### Exercise objective
Copy out each line of the listing below where the string "await" appears.

### Given records
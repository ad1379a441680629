//! # YAML Budget Repository
//!
//! Stores the single active budget period in `{data_directory}/budget.yaml`.
//!
//! ## File Structure
//!
//! ```text
//! data/
//! ├── budget.yaml    ← This module manages this file
//! └── ledgers/
//! ```
//!
//! Saving replaces the whole record through a temp file and rename. Clearing deletes
//! the file; a missing file means no budget is active.

use anyhow::{Context, Result};
use async_trait::async_trait;
use std::fs;
use tracing::{debug, info};

use super::connection::CsvConnection;
use super::run_blocking;
use crate::domain::models::budget::BudgetPeriod;
use crate::storage::traits::BudgetStorage;

#[derive(Debug, Clone)]
pub struct BudgetRepository {
    connection: CsvConnection,
}

impl BudgetRepository {
    pub fn new(connection: CsvConnection) -> Self {
        Self { connection }
    }

    fn load_blocking(&self) -> Result<Option<BudgetPeriod>> {
        let yaml_path = self.connection.budget_file_path();
        if !yaml_path.exists() {
            debug!("No budget record at {}", yaml_path.display());
            return Ok(None);
        }

        let yaml_content = fs::read_to_string(&yaml_path)
            .with_context(|| format!("Failed to read {}", yaml_path.display()))?;
        let budget: BudgetPeriod = serde_yaml::from_str(&yaml_content)
            .with_context(|| format!("Failed to parse {}", yaml_path.display()))?;

        debug!("Loaded budget '{}' from {}", budget.name, yaml_path.display());
        Ok(Some(budget))
    }

    fn save_blocking(&self, budget: &BudgetPeriod) -> Result<()> {
        let yaml_path = self.connection.budget_file_path();
        let yaml_content = serde_yaml::to_string(budget)?;

        let temp_path = yaml_path.with_extension("yaml.tmp");
        fs::write(&temp_path, yaml_content)?;
        fs::rename(&temp_path, &yaml_path)
            .with_context(|| format!("Failed to replace {}", yaml_path.display()))?;

        info!(
            "Saved budget '{}' ({} to {}, fixed {:.2}, variable {:.2})",
            budget.name,
            budget.start_date,
            budget.end_date,
            budget.fixed_spent,
            budget.variable_spent
        );
        Ok(())
    }

    fn delete_blocking(&self) -> Result<bool> {
        let yaml_path = self.connection.budget_file_path();
        if !yaml_path.exists() {
            return Ok(false);
        }

        fs::remove_file(&yaml_path)
            .with_context(|| format!("Failed to remove {}", yaml_path.display()))?;
        info!("Removed budget record {}", yaml_path.display());
        Ok(true)
    }
}

#[async_trait]
impl BudgetStorage for BudgetRepository {
    async fn load_budget(&self) -> Result<Option<BudgetPeriod>> {
        let repository = self.clone();
        run_blocking(move || repository.load_blocking()).await
    }

    async fn save_budget(&self, budget: &BudgetPeriod) -> Result<()> {
        let repository = self.clone();
        let budget = budget.clone();
        run_blocking(move || repository.save_blocking(&budget)).await
    }

    async fn delete_budget(&self) -> Result<bool> {
        let repository = self.clone();
        run_blocking(move || repository.delete_blocking()).await
    }
}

### Task output
        run_blocking(move || repository.load_blocking()).await
        run_blocking(move || repository.save_blocking(&budget)).await
        run_blocking(move || repository.delete_blocking()).await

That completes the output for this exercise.